Due opere, due traiettorie moderne molto diverse
Buccleuch
- Collezione ducale · custodito al castello di Drumlanrig.
- 2003 · rubato dal castello in Scozia.
- 2007 · ritrovato dopo quattro anni di scomparsa.
- Dal 2008 · prestato alle Gallerie Nazionali della Scozia.
Lansdowne
- xix secolo · documentato nella collezione della marchesa di Lansdowne.
- Supporto · vernice trasferita dal suo pannello in noce.
- Studi · campagna scientifica approfondita nei primi anni 2000.
- 2026 · in prestito al Metropolitan Museum of Art.
Edimburgo, New York e Parigi
Possono cambiare prestiti e scaramucce Gli avvisi ufficiali consultati a luglio 2026 danno le seguenti indicazioni; controlla sempre il giorno della tua visita.
Galleria nazionale scozzese
La versione Buccleuch è esposta a Edimburgo, in prestito dal Buccleuch Living Heritage Trust.
Vedi l'avviso ufficialeIl Met Fifth Avenue
La versione Lansdowne è quotata in prestito ed esposta nella galleria 609 di New York.
Vedi l'avviso ufficialeMuseo del Louvre
Il Louvre conserva la copia lombarda RF 2112, attualmente contrassegnata come non riportata nel suo avviso.
Vedi l'avviso ufficialePerché riunirli mentalmente?
Confrontando le due versioni e le copie si permette di capire un workshop dove il modello non è fisso: circola, si trasforma e rimane aperto.
La versione Buccleuch è disponibile in riproduzione dipinta a mano
Il prodotto corrisponde bene alla versione studiata in questo articolo La scheda permette di scegliere il formato e le opzioni di finitura disponibili.
La Madonna dei fusi, versione Buccleuch
Riproduzione artigianale basata sulla composizione di Leonardo da Vinci e della sua bottega.
Vedi riproduzione Explore Leonardo da VinciLa Madonna dei fusi in cinque risposte
Qual è la vera Madonna con i fusi di Leonardo?
Nessuna delle due versioni maggiori è unanimemente accettata come l'unico originale dipinto interamente da Leonardo, Buccleuch e Lansdowne sono legati alla sua invenzione e alla sua bottega, con la partecipazione diretta del maestro ritenuta probabile ma discussa nel suo ambito.
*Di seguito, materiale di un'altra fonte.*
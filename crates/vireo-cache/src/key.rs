//! Cache keys.

use std::fmt;
use vireo_proto::Question;

/// Key for one cached answer: the question with the name folded to
/// lowercase, so `HOWDY.example.com` and `howdy.example.com` share an
/// entry. The network id is not part of the key — each network owns
/// its own cache instance.
#[derive(Debug, Clone, PartialEq, Eq, Hash)]
pub struct CacheKey {
    name: String,
    qtype: u16,
    qclass: u16,
}

impl CacheKey {
    /// Builds the key for a question.
    pub fn from_question(question: &Question) -> Self {
        Self {
            name: question.qname.to_lowercase_string(),
            qtype: question.qtype,
            qclass: question.qclass,
        }
    }

    /// The lowercased query name.
    pub fn name(&self) -> &str {
        &self.name
    }

    /// The query type code.
    pub fn qtype(&self) -> u16 {
        self.qtype
    }
}

impl fmt::Display for CacheKey {
    fn fmt(&self, f: &mut fmt::Formatter<'_>) -> fmt::Result {
        write!(f, "{}/{}/{}", self.name, self.qtype, self.qclass)
    }
}

#[cfg(test)]
mod tests {
    use super::*;
    use std::str::FromStr;
    use vireo_proto::{Name, RecordType};

    #[test]
    fn case_folded() {
        let a = CacheKey::from_question(&Question::new(
            Name::from_str("HOWDY.Example.COM").unwrap(),
            RecordType::A,
        ));
        let b = CacheKey::from_question(&Question::new(
            Name::from_str("howdy.example.com").unwrap(),
            RecordType::A,
        ));
        assert_eq!(a, b);
    }

    #[test]
    fn type_distinguishes() {
        let name = Name::from_str("howdy.example.com").unwrap();
        let a = CacheKey::from_question(&Question::new(name.clone(), RecordType::A));
        let aaaa = CacheKey::from_question(&Question::new(name, RecordType::AAAA));
        assert_ne!(a, aaaa);
    }
}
Perché parliamo di fusi o di bobine?
L'oggetto tenuto da Gesù è usato per formare matasse A seconda delle traduzioni e dell'uso, il titolo francese usa "fuseaux", "dévideur" o talvolta "buttafuori".
Cosa simboleggia l'oggetto a forma di croce?
Annuncia la Crocifissione Gesù lo guarda e lo afferra volontariamente, mentre Maria esprime una dolorosa consapevolezza del suo destino.
La versione del Louvre è di Leonardo?
No. Il Louvre lo attribuisce ad un anonimo artista italiano, secondo Leonardo, intorno al 1510 -1530 È importante come testimone della diffusione della composizione.
Dove si trova la versione Buccleuch?
È di proprietà del Buccleuch Living Heritage Trust ed è prestato alle National Galleries of Scotland L'avviso ufficiale lo indicava esposto durante l'audit di luglio 2026.